Instructions for the task →
All lines of the data shown below should be output exactly as they stand.

* * *

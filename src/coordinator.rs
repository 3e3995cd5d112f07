use std::sync::atomic::{AtomicU64, Ordering};
use std::sync::Arc;

use tokio::sync::watch;
use tracing::{debug, warn};

use crate::api::NewsSource;
use crate::error::AppError;
use crate::models::{sort_newest_first, Article, Category, Language};
use crate::services::ArticleCache;

/// Everything the presentation layer renders. Published through a watch
/// channel; subscribers see whole snapshots, never partial updates.
#[derive(Debug, Clone, Default)]
pub struct ArticlesState {
    pub language: Language,
    pub categories: Vec<Category>,
    /// `None` means "all articles" (no category filter).
    pub selected_category: Option<Category>,
    pub articles: Vec<Article>,
    /// Gates spinners only, never correctness.
    pub is_loading: bool,
    pub error: Option<Arc<AppError>>,
}

/// Orchestrates category and article loads for the current
/// (language, category) selection.
///
/// Every operation takes a token from a monotone counter at start and
/// records it as the latest for the resource classes it touches. A
/// completion is applied only while its token is still the latest for
/// that class; anything else is dropped silently. That is the whole
/// cancellation story: in-flight HTTP calls are never aborted, their
/// results just stop mattering. Stale data can therefore never overwrite
/// fresher data, and a superseded request never surfaces an error.
///
/// All state mutation funnels through `watch::Sender::send_modify`, which
/// serializes writers, so the token check and the apply are one step.
pub struct FetchCoordinator<S> {
    source: S,
    cache: ArticleCache,
    state_tx: watch::Sender<ArticlesState>,
    next_token: AtomicU64,
    latest_categories: AtomicU64,
    latest_articles: AtomicU64,
}

impl<S: NewsSource> FetchCoordinator<S> {
    pub fn new(source: S, cache: ArticleCache, language: Language) -> Self {
        let (state_tx, _) = watch::channel(ArticlesState {
            language,
            ..ArticlesState::default()
        });
        Self {
            source,
            cache,
            state_tx,
            next_token: AtomicU64::new(0),
            latest_categories: AtomicU64::new(0),
            latest_articles: AtomicU64::new(0),
        }
    }

    /// Observe state changes without polling.
    pub fn subscribe(&self) -> watch::Receiver<ArticlesState> {
        self.state_tx.subscribe()
    }

    /// Current state snapshot.
    pub fn state(&self) -> ArticlesState {
        self.state_tx.borrow().clone()
    }

    fn issue_token(&self) -> u64 {
        self.next_token.fetch_add(1, Ordering::SeqCst) + 1
    }

    fn selection(&self) -> (Language, Option<i64>) {
        let state = self.state_tx.borrow();
        (
            state.language,
            state.selected_category.as_ref().map(|c| c.id),
        )
    }

    /// Full load: categories first, then articles for the (possibly
    /// corrected) selection. On the first call the last-good cache entry
    /// is surfaced immediately as provisional data while the network
    /// request is still in flight; a pending request never clears it.
    pub async fn load(&self) {
        let token = self.issue_token();
        self.latest_categories.store(token, Ordering::SeqCst);
        self.latest_articles.store(token, Ordering::SeqCst);
        self.state_tx.send_modify(|s| s.is_loading = true);

        let (language, selection) = self.selection();

        let nothing_shown = { self.state_tx.borrow().articles.is_empty() };
        if nothing_shown {
            if let Some(cached) = self.cache.load(language, selection).await {
                debug!(
                    lang = %language,
                    ?selection,
                    "surfacing {} cached articles while refresh is in flight",
                    cached.len()
                );
                self.state_tx.send_modify(|s| {
                    if self.latest_articles.load(Ordering::SeqCst) == token
                        && s.articles.is_empty()
                    {
                        s.articles = cached;
                    }
                });
            }
        }

        let categories = match self.source.categories(language).await {
            Ok(categories) => categories,
            Err(e) => {
                self.apply_error(token, e);
                return;
            }
        };

        self.state_tx.send_modify(|s| {
            if self.latest_categories.load(Ordering::SeqCst) != token {
                debug!(token, "discarding superseded category fetch");
                return;
            }
            s.categories = categories;
            // The selection must never reference an id absent from the
            // fresh list; reset to "all" before the article fetch runs.
            if let Some(selected) = &s.selected_category {
                if !s.categories.iter().any(|c| c.id == selected.id) {
                    debug!(id = selected.id, "selected category vanished, resetting to all");
                    s.selected_category = None;
                }
            }
        });

        self.fetch_articles(token).await;
    }

    /// Re-fetch articles only, for the current selection. Also the
    /// pull-to-refresh path.
    pub async fn reload_articles(&self) {
        let token = self.issue_token();
        self.latest_articles.store(token, Ordering::SeqCst);
        self.state_tx.send_modify(|s| s.is_loading = true);
        self.fetch_articles(token).await;
    }

    /// `None` selects "all articles". A no-op when the selection is
    /// unchanged; otherwise triggers an article reload.
    pub async fn set_selected_category(&self, category: Option<Category>) {
        let changed = {
            let state = self.state_tx.borrow();
            state.selected_category.as_ref().map(|c| c.id) != category.as_ref().map(|c| c.id)
        };
        if !changed {
            return;
        }
        self.state_tx.send_modify(|s| s.selected_category = category);
        self.reload_articles().await;
    }

    /// Categories legitimately differ per language, so this is a full load.
    pub async fn set_language(&self, language: Language) {
        self.state_tx.send_modify(|s| s.language = language);
        self.load().await;
    }

    async fn fetch_articles(&self, token: u64) {
        let (language, selection) = self.selection();

        match self.source.articles(language, selection).await {
            Ok(mut articles) => {
                sort_newest_first(&mut articles);
                let mut applied = false;
                self.state_tx.send_modify(|s| {
                    if self.latest_articles.load(Ordering::SeqCst) != token {
                        debug!(token, "discarding superseded article fetch");
                        return;
                    }
                    s.articles = articles.clone();
                    s.error = None;
                    s.is_loading = false;
                    applied = true;
                });
                // Write-through for the exact key that was fetched. Only
                // the freshest completion ever reaches this point.
                if applied {
                    self.cache.save(&articles, language, selection).await;
                }
            }
            Err(e) => self.apply_error(token, e),
        }
    }

    /// Errors only ever sit beside whatever is already shown; the last
    /// good article list is never cleared. A superseded operation's
    /// failure is dropped without touching anything, including the
    /// loading flag, which belongs to its successor by then.
    fn apply_error(&self, token: u64, error: AppError) {
        let error = Arc::new(error);
        self.state_tx.send_modify(|s| {
            if self.latest_articles.load(Ordering::SeqCst) != token {
                debug!(token, "discarding error from superseded fetch");
                return;
            }
            warn!(error = %error, "fetch failed, keeping last good data");
            s.error = Some(Arc::clone(&error));
            s.is_loading = false;
        });
    }
}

* * *

Solution for this exercise →
filename src/coordinator.rs
repository 3e3995cd5d112f07
use std::sync::atomic::{AtomicU64, Ordering};
use std::sync::Arc;

use tokio::sync::watch;
use tracing::{debug, warn};

use crate::api::NewsSource;
use crate::error::AppError;
use crate::models::{sort_newest_first, Article, Category, Language};
use crate::services::ArticleCache;

/// Everything the presentation layer renders. Published through a watch
/// channel; subscribers see whole snapshots, never partial updates.
#[derive(Debug, Clone, Default)]
pub struct ArticlesState {
    pub language: Language,
    pub categories: Vec<Category>,
    /// `None` means "all articles" (no category filter).
    pub selected_category: Option<Category>,
    pub articles: Vec<Article>,
    /// Gates spinners only, never correctness.
    pub is_loading: bool,
    pub error: Option<Arc<AppError>>,
}

/// Orchestrates category and article loads for the current
/// (language, category) selection.
///
/// Every operation takes a token from a monotone counter at start and
/// records it as the latest for the resource classes it touches. A
/// completion is applied only while its token is still the latest for
/// that class; anything else is dropped silently. That is the whole
/// cancellation story: in-flight HTTP calls are never aborted, their
/// results just stop mattering. Stale data can therefore never overwrite
/// fresher data, and a superseded request never surfaces an error.
///
/// All state mutation funnels through `watch::Sender::send_modify`, which
/// serializes writers, so the token check and the apply are one step.
pub struct FetchCoordinator<S> {
    source: S,
    cache: ArticleCache,
    state_tx: watch::Sender<ArticlesState>,
    next_token: AtomicU64,
    latest_categories: AtomicU64,
    latest_articles: AtomicU64,
}

impl<S: NewsSource> FetchCoordinator<S> {
    pub fn new(source: S, cache: ArticleCache, language: Language) -> Self {
        let (state_tx, _) = watch::channel(ArticlesState {
            language,
            ..ArticlesState::default()
        });
        Self {
            source,
            cache,
            state_tx,
            next_token: AtomicU64::new(0),
            latest_categories: AtomicU64::new(0),
            latest_articles: AtomicU64::new(0),
        }
    }

    /// Observe state changes without polling.
    pub fn subscribe(&self) -> watch::Receiver<ArticlesState> {
        self.state_tx.subscribe()
    }

    /// Current state snapshot.
    pub fn state(&self) -> ArticlesState {
        self.state_tx.borrow().clone()
    }

    fn issue_token(&self) -> u64 {
        self.next_token.fetch_add(1, Ordering::SeqCst) + 1
    }

    fn selection(&self) -> (Language, Option<i64>) {
        let state = self.state_tx.borrow();
        (
            state.language,
            state.selected_category.as_ref().map(|c| c.id),
        )
    }

    /// Full load: categories first, then articles for the (possibly
    /// corrected) selection. On the first call the last-good cache entry
    /// is surfaced immediately as provisional data while the network
    /// request is still in flight; a pending request never clears it.
    pub async fn load(&self) {
        let token = self.issue_token();
        self.latest_categories.store(token, Ordering::SeqCst);
        self.latest_articles.store(token, Ordering::SeqCst);
        self.state_tx.send_modify(|s| s.is_loading = true);

        let (language, selection) = self.selection();

        let nothing_shown = { self.state_tx.borrow().articles.is_empty() };
        if nothing_shown {
            if let Some(cached) = self.cache.load(language, selection).await {
                debug!(
                    lang = %language,
                    ?selection,
                    "surfacing {} cached articles while refresh is in flight",
                    cached.len()
                );
                self.state_tx.send_modify(|s| {
                    if self.latest_articles.load(Ordering::SeqCst) == token
                        && s.articles.is_empty()
                    {
                        s.articles = cached;
                    }
                });
            }
        }

        let categories = match self.source.categories(language).await {
            Ok(categories) => categories,
            Err(e) => {
                self.apply_error(token, e);
                return;
            }
        };

        self.state_tx.send_modify(|s| {
            if self.latest_categories.load(Ordering::SeqCst) != token {
                debug!(token, "discarding superseded category fetch");
                return;
            }
            s.categories = categories;
            // The selection must never reference an id absent from the
            // fresh list; reset to "all" before the article fetch runs.
            if let Some(selected) = &s.selected_category {
                if !s.categories.iter().any(|c| c.id == selected.id) {
                    debug!(id = selected.id, "selected category vanished, resetting to all");
                    s.selected_category = None;
                }
            }
        });

        self.fetch_articles(token).await;
    }

    /// Re-fetch articles only, for the current selection. Also the
    /// pull-to-refresh path.
    pub async fn reload_articles(&self) {
        let token = self.issue_token();
        self.latest_articles.store(token, Ordering::SeqCst);
        self.state_tx.send_modify(|s| s.is_loading = true);
        self.fetch_articles(token).await;
    }

    /// `None` selects "all articles". A no-op when the selection is
    /// unchanged; otherwise triggers an article reload.
    pub async fn set_selected_category(&self, category: Option<Category>) {
        let changed = {
            let state = self.state_tx.borrow();
            state.selected_category.as_ref().map(|c| c.id) != category.as_ref().map(|c| c.id)
        };
        if !changed {
            return;
        }
        self.state_tx.send_modify(|s| s.selected_category = category);
        self.reload_articles().await;
    }

    /// Categories legitimately differ per language, so this is a full load.
    pub async fn set_language(&self, language: Language) {
        self.state_tx.send_modify(|s| s.language = language);
        self.load().await;
    }

    async fn fetch_articles(&self, token: u64) {
        let (language, selection) = self.selection();

        match self.source.articles(language, selection).await {
            Ok(mut articles) => {
                sort_newest_first(&mut articles);
                let mut applied = false;
                self.state_tx.send_modify(|s| {
                    if self.latest_articles.load(Ordering::SeqCst) != token {
                        debug!(token, "discarding superseded article fetch");
                        return;
                    }
                    s.articles = articles.clone();
                    s.error = None;
                    s.is_loading = false;
                    applied = true;
                });
                // Write-through for the exact key that was fetched. Only
                // the freshest completion ever reaches this point.
                if applied {
                    self.cache.save(&articles, language, selection).await;
                }
            }
            Err(e) => self.apply_error(token, e),
        }
    }

    /// Errors only ever sit beside whatever is already shown; the last
    /// good article list is never cleared. A superseded operation's
    /// failure is dropped without touching anything, including the
    /// loading flag, which belongs to its successor by then.
    fn apply_error(&self, token: u64, error: AppError) {
        let error = Arc::new(error);
        self.state_tx.send_modify(|s| {
            if self.latest_articles.load(Ordering::SeqCst) != token {
                debug!(token, "discarding error from superseded fetch");
                return;
            }
            warn!(error = %error, "fetch failed, keeping last good data");
            s.error = Some(Arc::clone(&error));
            s.is_loading = false;
        });
    }
}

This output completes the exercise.